Jane Fonda has always been a brave woman on a constant search for self-improvement. This attitude has resulted in a truly fascinating life. The daughter of Hollywood star Henry Fonda, Jane’s mother committed suicide when she was twelve, something that she would only find out a few months later by reading about it in a magazine.

After working briefly as a model, in the 1950s, Fonda followed in her father’s footsteps by joining the movie business. She worked for almost a decade in Hollywood and on Broadway before playing the lead in Barbarella (1968). This sexy sci-fi directed by her then-husband, the Frenchman Roger Vadim, was to be her big break. Among the many awards she has received during her long and successful career, Fonda has won two Oscars: one in 1971 for Klute and another in 1978 for Coming Home.

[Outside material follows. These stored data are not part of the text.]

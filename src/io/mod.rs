//! Input/output helpers.
//!
//! - observation CSV ingest + validation (`ingest`)
//! - model JSON files (`model`)
//! - result JSON and trajectory CSV exports (`export`)

pub mod export;
pub mod ingest;
pub mod model;

pub use export::*;
pub use ingest::*;
pub use model::*;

Although she has been a Hollywood star for many years, Fonda has always refused to submit to its rules, choosing instead to follow her heart and her strong political ideals. She was particularly involved in anti-war activism during the Vietnam War, even travelling to Hanoi to report on the US bombing of the city. Her opposition to the war saw her arrested several times, and for years the FBI kept her under surveillance under suspicion of being a communist.

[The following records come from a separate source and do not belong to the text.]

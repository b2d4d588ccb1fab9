mod io;
mod logger;
mod logs;
mod random;
mod time;

pub use crate::io::{
    deserialize_btreemap, read_binary, read_json, serialize_btreemap, to_json, write_binary,
    write_json,
};
pub use crate::logger::setup as setup_logger;
pub use crate::logs::Warn;
pub use crate::random::{fork_rng, seeded_rng};
pub use crate::time::{elapsed_seconds, prettyprint_time, prettyprint_usize, Timer};
use enumset::EnumSetType;
use serde::{Deserialize, Serialize};

/// A turn token permitted from a lane, taken from OSM's `turn:lanes:*` vocabulary.
///
/// `slight_left`/`slight_right` and the `merge_*` variants are folded into the plain
/// `through`/`left`/`right` tokens during loading (see `network::single_turn_token`, which maps
/// each raw token, and `network::parse_lane_turns`, which combines a lane's tokens into a
/// [`TurnSet`]); nothing downstream needs to distinguish a slight turn from a sharp one.
#[derive(EnumSetType, Debug, Serialize, Deserialize, Hash)]
#[enumset(serialize_as_list)]
pub enum Turn {
    None,
    Left,
    Right,
    Through,
    MergeToRight,
    MergeToLeft,
    SlightRight,
    SlightLeft,
}

pub type TurnSet = enumset::EnumSet<Turn>;

/// An OSM `highway` value's relative priority. Lower variants sort first / are "more important";
/// `main_ways` at a crossroad are the ways sharing the lowest (most important) class present.
#[derive(Clone, Copy, PartialEq, Eq, PartialOrd, Ord, Debug, Serialize, Deserialize)]
pub enum HighwayClass {
    Motorway,
    MotorwayLink,
    Trunk,
    TrunkLink,
    Primary,
    PrimaryLink,
    Secondary,
    SecondaryLink,
    Tertiary,
    TertiaryLink,
}

impl HighwayClass {
    pub fn parse(tag: &str) -> Option<HighwayClass> {
        use HighwayClass::*;
        Some(match tag {
            "motorway" => Motorway,
            "motorway_link" => MotorwayLink,
            "trunk" => Trunk,
            "trunk_link" => TrunkLink,
            "primary" => Primary,
            "primary_link" => PrimaryLink,
            "secondary" => Secondary,
            "secondary_link" => SecondaryLink,
            "tertiary" => Tertiary,
            "tertiary_link" => TertiaryLink,
            _ => return None,
        })
    }
}

/// The classification of one incident way relative to another at a crossroad, per the bearing
/// bins in [`crate::crossroad::Crossroad::classify`].
#[derive(Clone, Copy, PartialEq, Eq, Debug, Serialize, Deserialize)]
pub enum TurnDirection {
    Through,
    Left,
    Right,
    /// The two ways were too close in bearing to classify (or it's a U-turn, from_way == to_way).
    None,
}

In 1978, when looking for funding for her own non-profit organization for children, Fonda opened The Workout, a fitness studio that became an instant success. A couple of years on, she wrote Jane Fonda’s Workout Book, which was translated into more than fifty languages. Then came her video tape version of the book. With more than seventeen million copies sold, it became the biggest-selling VHS tape of all time and contributed to the birth of the home video business. Her series of workout videos were a worldwide phenomenon among women, who started “doing Jane” as a means to become more aware of their bodies and feel empowered.


Yet Jane Fonda has never been afraid of revealing her vulnerability, either. This is made apparent in her autobiography My Life So Far, published in 2005, and with the recent documentary Jane Fonda in Five Acts. She candidly addresses, for example, her eating disorders – she suffered from bulimia and anorexia until her forties. She attributes these issues to the strict control she exercised over her body. 


After divorcing CNN founder Ted Turner, Fonda decided to lay roots in Atlanta, Georgia. Recently, she was treated for cancer, although she remains as gorgeous as ever. Like most women, Fonda grew up believing that in order to be loved she needed to be perfect. It was what she called the “disease to please.” But, she says, she finally discovered that she doesn’t need a man to define her.